Legislation, Governance and Standards
This page outlines the UK regulations and guidelines on research using animals and the ethical review process in place at Liverpool which approves any research to be carried out using animals.
UK regulations on research using animals
Animal research in the UK is strictly regulated. The laws on research using animals are set out in the Animals (Scientific Procedures) Act 1986, or ‘ASPA’. The legislation describes in detail what is required to undertake any research involving animals and includes guidance on housing, care and welfare of the animals, as well as the strict licensing, training and monitoring processes involved in research itself.
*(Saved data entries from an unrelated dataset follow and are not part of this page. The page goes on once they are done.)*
use anyhow::Result;
use jsonwebtoken::{decode, encode, Algorithm, DecodingKey, EncodingKey, Header, Validation};
use serde::{Deserialize, Serialize};
use std::sync::OnceLock;
use uuid::Uuid;

static JWT_CONFIG: OnceLock<crate::config::jwt::JwtConfig> = OnceLock::new();

/// Initialize JWT config from environment. Must be called once at startup.
pub fn init_jwt_config(config: crate::config::jwt::JwtConfig) -> Result<()> {
    JWT_CONFIG
        .set(config)
        .map_err(|_| anyhow::anyhow!("JWT config already initialized"))?;
    Ok(())
}

fn get_config() -> Result<&'static crate::config::jwt::JwtConfig> {
    JWT_CONFIG
        .get()
        .ok_or_else(|| anyhow::anyhow!("JWT config not initialized, call init_jwt_config() at startup"))
}

/// Claims carried by an auth-service access token.
#[derive(Debug, Serialize, Deserialize)]
pub struct SessionClaims {
    pub sub: String, // user id (uuid)
    #[serde(default, skip_serializing_if = "Option::is_none")]
    pub email: Option<String>,
    pub aud: String,
    #[serde(default)]
    pub role: String,
    pub exp: usize,
    pub iat: usize,
}

impl SessionClaims {
    pub fn user_id(&self) -> Option<Uuid> {
        Uuid::parse_str(&self.sub).ok()
    }
}

/// Sign an access token the same way the auth service does. Only the
/// in-process backend issues tokens; the hosted one signs its own.
pub fn encode_session_token(user_id: Uuid, email: Option<&str>) -> Result<String> {
    let config = get_config()?;
    let now = chrono::Utc::now().timestamp() as usize;
    let claims = SessionClaims {
        sub: user_id.to_string(),
        email: email.map(str::to_owned),
        aud: config.audience.clone(),
        role: "authenticated".to_string(),
        exp: now + config.access_token_expiry as usize,
        iat: now,
    };

    encode(
        &Header::new(Algorithm::HS256),
        &claims,
        &EncodingKey::from_secret(config.secret.as_bytes()),
    )
    .map_err(|e| anyhow::anyhow!("Failed to encode session token: {}", e))
}

pub fn decode_session_token(token: &str) -> Result<SessionClaims> {
    let config = get_config()?;

    let mut validation = Validation::new(Algorithm::HS256);
    validation.set_audience(&[config.audience.as_str()]);

    decode::<SessionClaims>(
        token,
        &DecodingKey::from_secret(config.secret.as_bytes()),
        &validation,
    )
    .map(|data| data.claims)
    .map_err(|e| anyhow::anyhow!("Failed to decode session token: {}", e))
}

pub fn access_token_expiry_seconds() -> u64 {
    get_config().map(|c| c.access_token_expiry).unwrap_or(3600)
}

pub fn refresh_token_expiry_seconds() -> u64 {
    get_config().map(|c| c.refresh_token_expiry).unwrap_or(604800)
}

#[cfg(test)]
pub(crate) fn init_for_tests() {
    let _ = init_jwt_config(crate::config::jwt::JwtConfig {
        secret: "a_very_long_secret_key_that_is_at_least_32_chars".to_string(),
        audience: "authenticated".to_string(),
        access_token_expiry: 3600,
        refresh_token_expiry: 604800,
    });
}

#[cfg(test)]
mod tests {
    use super::*;

    fn ensure_config() {
        init_for_tests();
    }

    #[test]
    fn encode_decode_round_trip() {
        ensure_config();
        let id = Uuid::new_v4();
        let token = encode_session_token(id, Some("ana@example.com")).unwrap();
        let claims = decode_session_token(&token).unwrap();
        assert_eq!(claims.user_id(), Some(id));
        assert_eq!(claims.email.as_deref(), Some("ana@example.com"));
        assert_eq!(claims.aud, "authenticated");
        assert!(claims.exp > claims.iat);
    }

    #[test]
    fn tampered_token_fails() {
        ensure_config();
        let token = encode_session_token(Uuid::new_v4(), None).unwrap();
        let mut chars: Vec<char> = token.chars().collect();
        let mid = chars.len() / 2;
        chars[mid] = if chars[mid] == 'A' { 'B' } else { 'A' };
        let tampered: String = chars.into_iter().collect();
        assert!(decode_session_token(&tampered).is_err());
    }

    #[test]
    fn expired_token_fails() {
        ensure_config();
        let config = get_config().unwrap();
        let now = chrono::Utc::now().timestamp() as usize;
        let claims = SessionClaims {
            sub: Uuid::new_v4().to_string(),
            email: None,
            aud: config.audience.clone(),
            role: "authenticated".to_string(),
            exp: now - 3600,
            iat: now - 7200,
        };
        let token = encode(
            &Header::new(Algorithm::HS256),
            &claims,
            &EncodingKey::from_secret(config.secret.as_bytes()),
        )
        .unwrap();
        assert!(decode_session_token(&token).is_err());
    }

    #[test]
    fn wrong_audience_fails() {
        ensure_config();
        let config = get_config().unwrap();
        let now = chrono::Utc::now().timestamp() as usize;
        let claims = SessionClaims {
            sub: Uuid::new_v4().to_string(),
            email: None,
            aud: "service_role".to_string(),
            role: "service_role".to_string(),
            exp: now + 3600,
            iat: now,
        };
        let token = encode(
            &Header::new(Algorithm::HS256),
            &claims,
            &EncodingKey::from_secret(config.secret.as_bytes()),
        )
        .unwrap();
        assert!(decode_session_token(&token).is_err());
    }

    #[test]
    fn empty_token_fails() {
        ensure_config();
        assert!(decode_session_token("").is_err());
    }
}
ASPA has a three-level licensing system (for the person, the project and the place):
- Those carrying out regulated procedures must hold a ‘personal licence’, which authorises them to apply those procedures to specified animals, initially under supervision until they have demonstrated competence.
- The regulated procedures to be carried out must be authorised by a ‘project licence’ which specifies the programme of work within which the procedures are being performed
- The place at which the work is carried out must normally be specified in an ‘establishment licence’.
Licences are issued by the Home Office in England, Scotland and Wales and by the Department of Health, Social Services and Public Safety (DHSSPSNI) in Northern Ireland.
This legislation requires the University to open our facilities to frequent, unannounced visits by Government-appointed inspectors.
Ethical review process
All our research involving animals is considered by our local Animal Welfare and Ethical Review Body (AWERB), which can request amendments to a program of work or a refusal to allow the work to be carried out as planned.
The University of Liverpool AWERB is chaired by an academic with 30 years of animal work involvement and includes a named veterinary surgeon (NVS), experienced senior scientists who are experts in different fields, a lay person (who has no links to the University), a number of named animal care and welfare officers (NACWOs) and any other person the Chair might ask to provide advice.
We also fully support and endorse the ARRIVE guidelines (Animal Research: Reporting of In Vivo Experiments). These guidelines are intended to improve the reporting of research using animals – maximising information published and minimising unnecessary studies.
The ARRIVE guidelines were developed in consultation with the scientific community as part of an NC3Rs initiative to improve the standard of reporting of research using animals.
Concordat on Openness on Animal Research
We are a signatory to the concordat on Openness on Animal Research in the UK, which has been developed by Understanding Animal Research in collaboration with leading research institutes. The concordat aims to broaden understanding and acceptance of humane animal use in biomedical research, and calls for research institutes to be transparent with the public about all aspects of research conducted using animals.
The concordat consists of four commitments:
- We will be clear about when, how and why we use animals in research
- We will enhance our communications with the media and the public about our research using animals
- We will be proactive in providing opportunities for the public to find out about research using animals
- We will report on progress annually and share our experiences.